Global Standardization vs Localization

 


“Eina Bier, Bitte”, “Uno Birra, Par favor”, and “Another Beer, please” are three different ways to ask for that frosty, cold, and ubiquitous multinational beverage, albeit in different languages. However, they will all result in very much the same way - a beer. The message is clear and concise. Unfortunately, there are many times when the translation often has a different meaning. Take for example the Rathaus in Munich, which is essentially the town hall, that I strolled by a few weeks ago. In English, we would easily interpret that as the Rat House, a house for rats. Why in the world would I want to conduct governmental business in a place with Rats running about the place!

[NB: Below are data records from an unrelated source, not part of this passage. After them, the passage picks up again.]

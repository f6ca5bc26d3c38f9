use std::sync::{Arc, Mutex};
use std::time::Duration;

use serde_json::json;
use tempfile::TempDir;
use wiremock::matchers::{method, path};
use wiremock::{Mock, MockServer, ResponseTemplate};

use mdmagent::config::{ConfigFetcher, ConfigStore, FetchResult};
use mdmagent::filesys::dir::Dir;
use mdmagent::filesys::file::File;
use mdmagent::http::{HttpClient, HttpConfigSource, HttpDownloader, HttpRemoteLog};
use mdmagent::platform::{DownloadProgress, Downloader, RemoteLog, RemoteLogLevel};
use mdmagent::storage::device::DeviceIdentity;

const CONFIG_PATH: &str = "/rest/public/sync/configuration/dev-1";

fn client() -> HttpClient {
    HttpClient::new(Duration::from_secs(5)).unwrap()
}

async fn fetcher(dir: &TempDir) -> (ConfigFetcher, Arc<ConfigStore>) {
    let store = Arc::new(
        ConfigStore::load(File::new(dir.path().join("config.json")))
            .await
            .unwrap(),
    );
    let source = Arc::new(HttpConfigSource::new(client()));
    (
        ConfigFetcher::new(source, store.clone(), Duration::ZERO),
        store,
    )
}

#[tokio::test]
async fn test_fetch_falls_back_to_secondary() {
    let primary = MockServer::start().await;
    let secondary = MockServer::start().await;

    Mock::given(method("GET"))
        .and(path(CONFIG_PATH))
        .respond_with(ResponseTemplate::new(503))
        .expect(1)
        .mount(&primary)
        .await;
    Mock::given(method("GET"))
        .and(path(CONFIG_PATH))
        .respond_with(ResponseTemplate::new(200).set_body_json(json!({
            "status": "OK",
            "data": {"title": "fleet", "files": [{"path": "a.txt", "url": "http://x/a"}]}
        })))
        .expect(1)
        .mount(&secondary)
        .await;

    let dir = TempDir::new().unwrap();
    let (fetcher, store) = fetcher(&dir).await;
    let identity = DeviceIdentity {
        device_id: "dev-1".into(),
        project: String::new(),
        base_url: primary.uri(),
        secondary_base_url: Some(secondary.uri()),
    };

    let result = fetcher.fetch(&identity).await.unwrap();
    assert!(matches!(&result, FetchResult::Success(config) if config.title.as_deref() == Some("fleet")));

    let stored = store.current().await.unwrap();
    assert_eq!(stored.config.files.len(), 1);
}

#[tokio::test]
async fn test_fetch_uses_project_segment() {
    let server = MockServer::start().await;
    Mock::given(method("GET"))
        .and(path("/acme/rest/public/sync/configuration/dev-1"))
        .respond_with(
            ResponseTemplate::new(200)
                .set_body_json(json!({"status": "ERROR", "message": "error.notfound.device"})),
        )
        .expect(1)
        .mount(&server)
        .await;

    let dir = TempDir::new().unwrap();
    let (fetcher, store) = fetcher(&dir).await;
    let identity = DeviceIdentity {
        device_id: "dev-1".into(),
        project: "acme".into(),
        base_url: server.uri(),
        secondary_base_url: None,
    };

    assert_eq!(
        fetcher.fetch(&identity).await.unwrap(),
        FetchResult::Rejected("error.notfound.device".to_string())
    );
    assert!(store.current().await.is_none());
}

#[tokio::test]
async fn test_fetch_malformed_body_is_unreachable() {
    let server = MockServer::start().await;
    Mock::given(method("GET"))
        .and(path(CONFIG_PATH))
        .respond_with(ResponseTemplate::new(200).set_body_string("<html>captive portal</html>"))
        .mount(&server)
        .await;

    let dir = TempDir::new().unwrap();
    let (fetcher, store) = fetcher(&dir).await;
    let identity = DeviceIdentity::new("dev-1", server.uri());

    assert!(matches!(
        fetcher.fetch(&identity).await.unwrap(),
        FetchResult::NetworkUnreachable(_)
    ));
    assert!(store.current().await.is_none());
}

#[tokio::test]
async fn test_download_streams_to_scratch_dir() {
    let server = MockServer::start().await;
    let body = vec![7u8; 256 * 1024];
    Mock::given(method("GET"))
        .and(path("/files/blob.bin"))
        .respond_with(ResponseTemplate::new(200).set_body_bytes(body.clone()))
        .mount(&server)
        .await;

    let dir = TempDir::new().unwrap();
    let scratch = Dir::new(dir.path().join("downloads"));
    scratch.create().await.unwrap();
    let downloader = HttpDownloader::new(client(), scratch);

    let seen: Mutex<Vec<DownloadProgress>> = Mutex::new(Vec::new());
    let on_progress = |progress: DownloadProgress| seen.lock().unwrap().push(progress);
    let temp = downloader
        .download_to_temp(&format!("{}/files/blob.bin", server.uri()), &on_progress)
        .await
        .unwrap();

    assert!(temp.starts_with(dir.path().join("downloads")));
    assert_eq!(tokio::fs::read(&temp).await.unwrap(), body);
    let seen = seen.lock().unwrap();
    assert_eq!(seen.last().map(|p| p.pct), Some(100));
    assert_eq!(seen.last().map(|p| p.current), Some(body.len() as u64));
}

#[tokio::test]
async fn test_failed_download_leaves_nothing_behind() {
    let server = MockServer::start().await;
    Mock::given(method("GET"))
        .and(path("/files/missing.bin"))
        .respond_with(ResponseTemplate::new(404))
        .mount(&server)
        .await;

    let dir = TempDir::new().unwrap();
    let scratch = Dir::new(dir.path().join("downloads"));
    scratch.create().await.unwrap();
    let downloader = HttpDownloader::new(client(), scratch);

    let result = downloader
        .download_to_temp(&format!("{}/files/missing.bin", server.uri()), &|_: DownloadProgress| {})
        .await;
    assert!(result.is_err());

    let mut entries = tokio::fs::read_dir(dir.path().join("downloads")).await.unwrap();
    assert!(entries.next_entry().await.unwrap().is_none());
}

#[tokio::test]
async fn test_remote_log_posts_entries() {
    let server = MockServer::start().await;
    Mock::given(method("POST"))
        .and(path("/rest/plugins/devicelog/log/dev-1"))
        .respond_with(ResponseTemplate::new(200))
        .mount(&server)
        .await;

    let remote_log = HttpRemoteLog::new(client(), &server.uri(), "", "dev-1");
    remote_log.log(RemoteLogLevel::Warn, "Configuration server unreachable".to_string());

    let mut received = Vec::new();
    for _ in 0..50 {
        received = server.received_requests().await.unwrap_or_default();
        if !received.is_empty() {
            break;
        }
        tokio::time::sleep(Duration::from_millis(20)).await;
    }

    assert_eq!(received.len(), 1);
    let body: serde_json::Value = serde_json::from_slice(&received[0].body).unwrap();
    assert_eq!(body[0]["level"], "warn");
    assert_eq!(body[0]["message"], "Configuration server unreachable");
}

When a company begins expanding to international markets they have a many decisions to make. In the case of marketing in the new regions, a company can adopt Global Standardization, Localization, or a combination thereof. 


In the case of Global Standardization, the marketing message and business model is the same in every international market. While this is cost efficient and easier to manage, you can run into issues, like the above, if you do not do enough research. The company could also be diluting their message by making it resonate with across many countries and cultures. This strategy can also prohibit entering new geographical markets. For example, a winter coat company would not open a shop in Northern Africa. 

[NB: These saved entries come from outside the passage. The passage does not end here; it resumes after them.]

use std::fmt;

use crate::{
    operator::Operator,
    vm::{ArrayIndex, DictIndex, SaveIndex, StringIndex, Vm},
};

/// An immutable byte string: name payloads and dictionary keys. Bytes are
/// ISO-8859-1; comparison and hashing are by content
#[derive(Clone, PartialEq, Eq, PartialOrd, Ord, Hash)]
pub(crate) struct PsString {
    inner: Vec<u8>,
}

impl PsString {
    pub fn from_bytes(inner: Vec<u8>) -> Self {
        Self { inner }
    }

    pub fn from_str(s: &str) -> Self {
        Self::from_bytes(latin1_bytes(s))
    }

    pub fn as_bytes(&self) -> &[u8] {
        &self.inner
    }

    pub fn len(&self) -> usize {
        self.inner.len()
    }

    pub fn to_text(&self) -> String {
        latin1_string(&self.inner)
    }
}

impl fmt::Debug for PsString {
    fn fmt(&self, f: &mut fmt::Formatter<'_>) -> fmt::Result {
        write!(f, "{:?}", self.to_text())
    }
}

/// Decode ISO-8859-1 bytes: each byte is the Unicode code point
pub(crate) fn latin1_string(bytes: &[u8]) -> String {
    bytes.iter().map(|&b| b as char).collect()
}

/// Encode to ISO-8859-1, one byte per character. Callers only pass text
/// that originated as latin-1 bytes
pub(crate) fn latin1_bytes(s: &str) -> Vec<u8> {
    s.chars().map(|c| c as u32 as u8).collect()
}

/// A window onto shared string storage. Substrings share the parent's
/// buffer; mutations through any window are visible to all of them
#[derive(Debug, Clone, Copy, PartialEq, Eq)]
pub(crate) struct StrRef {
    pub idx: StringIndex,
    pub start: usize,
    pub len: usize,
}

/// A window onto shared array storage, analogous to `StrRef`
#[derive(Debug, Clone, Copy, PartialEq, Eq)]
pub(crate) struct ArrRef {
    pub idx: ArrayIndex,
    pub start: usize,
    pub len: usize,
}

/// The one file handle the core uses
#[derive(Debug, Clone, Copy, PartialEq, Eq)]
pub(crate) enum FileHandle {
    Stdout,
}

#[derive(Debug, Clone, PartialEq)]
pub(crate) enum Value {
    Null,
    Integer(i32),
    Real(f64),
    Boolean(bool),
    Mark,
    Name(PsString),
    String(StrRef),
    Array(ArrRef),
    Dict(DictIndex),
    Operator(Operator),
    Save(SaveIndex),
    File(FileHandle),
}

/// Every runtime value: a tagged payload plus the literal attribute. The
/// attribute is orthogonal to the tag; `cvx`/`cvlit` flip it in place
/// without touching the underlying storage
#[derive(Debug, Clone, PartialEq)]
pub(crate) struct Object {
    pub literal: bool,
    pub value: Value,
}

impl Object {
    pub fn literal(value: Value) -> Self {
        Self {
            literal: true,
            value,
        }
    }

    pub fn executable(value: Value) -> Self {
        Self {
            literal: false,
            value,
        }
    }

    pub fn null() -> Self {
        Self::literal(Value::Null)
    }

    /// All marks are identical; like the reference singleton they carry the
    /// executable attribute
    pub fn mark() -> Self {
        Self::executable(Value::Mark)
    }

    pub fn name(text: &str, literal: bool) -> Self {
        Self {
            literal,
            value: Value::Name(PsString::from_str(text)),
        }
    }

    pub fn type_name(&self) -> &'static str {
        match self.value {
            Value::Null => "null",
            Value::Integer(_) => "integer",
            Value::Real(_) => "real",
            Value::Boolean(_) => "boolean",
            Value::Mark => "mark",
            Value::Name(_) => "name",
            Value::String(_) => "string",
            Value::Array(_) => "array",
            Value::Dict(_) => "dict",
            Value::Operator(_) => "operator",
            Value::Save(_) => "save",
            Value::File(_) => "file",
        }
    }

    pub fn is_number(&self) -> bool {
        matches!(self.value, Value::Integer(_) | Value::Real(_))
    }

    /// Numeric value regardless of integer/real tag
    pub fn num(&self) -> Option<f64> {
        match self.value {
            Value::Integer(i) => Some(f64::from(i)),
            Value::Real(r) => Some(r),
            _ => None,
        }
    }

    /// The `=` form: a human-readable rendering
    pub fn op_eq(&self, vm: &Vm) -> String {
        match &self.value {
            Value::Integer(i) => i.to_string(),
            Value::Real(r) => fmt_real(*r),
            Value::Boolean(b) => b.to_string(),
            Value::Name(n) => n.to_text(),
            Value::String(s) => latin1_string(vm.str_bytes(*s)),
            _ => "--nostringval--".to_owned(),
        }
    }

    /// The `==` form: syntactic where the type has one, `-type-` otherwise
    pub fn op_eqeq(&self, vm: &Vm) -> String {
        self.op_eqeq_depth(vm, 0)
    }

    fn op_eqeq_depth(&self, vm: &Vm, depth: usize) -> String {
        match &self.value {
            Value::Integer(i) => i.to_string(),
            Value::Real(r) => fmt_real(*r),
            Value::Boolean(b) => b.to_string(),
            Value::Name(n) => {
                if self.literal {
                    format!("/{}", n.to_text())
                } else {
                    n.to_text()
                }
            }
            Value::String(s) => escape_string(vm.str_bytes(*s)),
            Value::Array(a) => {
                if depth > 32 {
                    return "{...}".to_owned();
                }
                let inner = vm
                    .array_slice(*a)
                    .iter()
                    .map(|o| o.op_eqeq_depth(vm, depth + 1))
                    .collect::<Vec<_>>()
                    .join(" ");
                if self.literal {
                    format!("[{}]", inner)
                } else {
                    format!("{{{}}}", inner)
                }
            }
            Value::Operator(op) => format!("--{}--", op.name()),
            Value::Null => "-null-".to_owned(),
            Value::Mark => "-mark-".to_owned(),
            Value::Dict(_) => "-dict-".to_owned(),
            Value::Save(_) => "-save-".to_owned(),
            Value::File(_) => "-file-".to_owned(),
        }
    }
}

/// Integers that fit stay integers; everything else becomes a real
impl From<i32> for Object {
    fn from(i: i32) -> Self {
        Self::literal(Value::Integer(i))
    }
}

impl From<f64> for Object {
    fn from(r: f64) -> Self {
        Self::literal(Value::Real(r))
    }
}

impl From<bool> for Object {
    fn from(b: bool) -> Self {
        Self::literal(Value::Boolean(b))
    }
}

/// Reals always render with a decimal point or exponent, so the `==` form
/// re-lexes as a real
fn fmt_real(r: f64) -> String {
    format!("{:?}", r)
}

/// `==` escaping: backslash the parens and backslash, C escapes for
/// newline/tab/return, octal for the remaining control bytes
fn escape_string(bytes: &[u8]) -> String {
    let mut out = String::with_capacity(bytes.len() + 2);
    out.push('(');
    for &b in bytes {
        match b {
            b'(' | b')' | b'\\' => {
                out.push('\\');
                out.push(b as char);
            }
            b'\n' => out.push_str("\\n"),
            b'\t' => out.push_str("\\t"),
            b'\r' => out.push_str("\\r"),
            _ if b < 0x20 => out.push_str(&format!("\\{:03o}", b)),
            _ => out.push(b as char),
        }
    }
    out.push(')');
    out
}

#[cfg(test)]
mod test {
    use super::*;

    fn eqeq_of_string(bytes: &[u8]) -> String {
        let mut vm = Vm::new();
        let s = vm.new_string(bytes.to_vec());
        Object::literal(Value::String(s)).op_eqeq(&vm)
    }

    #[test]
    fn string_escapes() {
        assert_eq!(eqeq_of_string(b"hello"), "(hello)");
        assert_eq!(eqeq_of_string(b"("), "(\\()");
        assert_eq!(eqeq_of_string(b"()\\"), "(\\(\\)\\\\)");
        assert_eq!(eqeq_of_string(b"first line\nsecond"), "(first line\\nsecond)");
        assert_eq!(eqeq_of_string(b"octal: \x01"), "(octal: \\001)");
        assert_eq!(eqeq_of_string(b"\t\r"), "(\\t\\r)");
    }

    #[test]
    fn name_forms() {
        let vm = Vm::new();
        assert_eq!(Object::name("hello", true).op_eqeq(&vm), "/hello");
        assert_eq!(Object::name("hello", false).op_eqeq(&vm), "hello");
        assert_eq!(Object::name("hello", true).op_eq(&vm), "hello");
    }

    #[test]
    fn real_forms_keep_a_decimal_point() {
        let vm = Vm::new();
        assert_eq!(Object::from(50.0).op_eq(&vm), "50.0");
        assert_eq!(Object::from(1.25).op_eqeq(&vm), "1.25");
    }

    #[test]
    fn nostringval_types() {
        let vm = Vm::new();
        assert_eq!(Object::mark().op_eq(&vm), "--nostringval--");
        assert_eq!(Object::mark().op_eqeq(&vm), "-mark-");
        assert_eq!(
            Object::executable(Value::Operator(Operator::Add)).op_eqeq(&vm),
            "--add--"
        );
    }

    #[test]
    fn array_forms_follow_the_literal_attribute() {
        let mut vm = Vm::new();
        let arr = vm.new_array(vec![Object::from(1), Object::from(2)]);
        assert_eq!(Object::literal(Value::Array(arr)).op_eqeq(&vm), "[1 2]");
        assert_eq!(Object::executable(Value::Array(arr)).op_eqeq(&vm), "{1 2}");
    }
}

Conversely, the Localization strategy is geared towards the local consumers’ preferences and location specific requirements, rather than a one size fits all approach. Using a location’s predominant language, instead of English, is an example of this, but is only the beginning. For example, a fast food chain would change their menu based on the availability of natural ingredients in that location. 


So, which strategy is the correct one? Unfortunately, that is very debatable, but in the case of a global company, it is best to employ a hybrid approach based on market and product. Using the combined technique a company can reduce costs and still adhere to the “Voice of the Customer”. As global commerce continues to grow, how we go to market and the strategy used will be of high importance.